• Work item: Every line from the beginning of the data through the line containing "use crate::state::AppState;" should be reproduced exactly, and no further lines should be output.

====== Supplied material ======

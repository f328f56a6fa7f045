use axum::{
    Form,
    extract::{State, rejection::FormRejection},
    response::{IntoResponse, Redirect, Response},
};
use serde::Deserialize;
use std::sync::Arc;
use tower_sessions::Session;

use super::views::{LoginTemplate, RegisterTemplate, render_template};
use super::{WebError, flash};
use crate::models::user::NewUser;
use crate::services::AccountError;
use crate::state::AppState;

pub const REGISTERED: &str = "Registration successful! Please login.";
pub const EMAIL_TAKEN: &str = "Email already exists! Try another.";
pub const LOGGED_IN: &str = "Login successful! Now you can apply for renewal.";
pub const INVALID_LOGIN: &str = "Invalid email or password.";

#[derive(Deserialize)]
pub struct RegisterForm {
    pub name: String,
    pub email: String,
    pub phone: String,
    pub password: String,
}

#[derive(Deserialize)]
pub struct LoginForm {
    pub email: String,
    pub password: String,
}

/// GET /register
pub async fn register_page(session: Session) -> Result<Response, WebError> {
    let flashes = flash::take(&session).await?;
    Ok(render_template(RegisterTemplate { flashes })?.into_response())
}

/// POST /register
pub async fn register(
    State(state): State<Arc<AppState>>,
    session: Session,
    form: Result<Form<RegisterForm>, FormRejection>,
) -> Result<Response, WebError> {
    let Form(form) = form.map_err(|e| WebError::bad_request(e.body_text()))?;

    let user = NewUser {
        name: form.name,
        email: form.email,
        phone: form.phone,
        password: form.password,
    };

    match state.accounts.register(user).await {
        Ok(_) => {
            flash::push(&session, REGISTERED).await?;
            Ok(Redirect::to("/login").into_response())
        }
        Err(AccountError::DuplicateEmail) => {
            let flashes = flash::take_with(&session, EMAIL_TAKEN).await?;
            Ok(render_template(RegisterTemplate { flashes })?.into_response())
        }
        Err(e) => Err(e.into()),
    }
}

/// GET /login
pub async fn login_page(session: Session) -> Result<Response, WebError> {
    let flashes = flash::take(&session).await?;
    Ok(render_template(LoginTemplate { flashes })?.into_response())
}

/// POST /login
///
/// A match only produces a confirmation; nothing about the user is kept in
/// the session.
pub async fn login(
    State(state): State<Arc<AppState>>,
    session: Session,
    form: Result<Form<LoginForm>, FormRejection>,
) -> Result<Response, WebError> {
    let Form(form) = form.map_err(|e| WebError::bad_request(e.body_text()))?;

    match state.accounts.login(&form.email, &form.password).await {
        Ok(_) => {
            flash::push(&session, LOGGED_IN).await?;
            Ok(Redirect::to("/renew").into_response())
        }
        Err(AccountError::InvalidCredentials) => {
            let flashes = flash::take_with(&session, INVALID_LOGIN).await?;
            Ok(render_template(LoginTemplate { flashes })?.into_response())
        }
        Err(e) => Err(e.into()),
    }
}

======

• Solved problem:
repository f328f56a6fa7f045
use axum::{
    Form,
    extract::{State, rejection::FormRejection},
    response::{IntoResponse, Redirect, Response},
};
use serde::Deserialize;
use std::sync::Arc;
use tower_sessions::Session;

use super::views::{LoginTemplate, RegisterTemplate, render_template};
use super::{WebError, flash};
use crate::models::user::NewUser;
use crate::services::AccountError;
use crate::state::AppState;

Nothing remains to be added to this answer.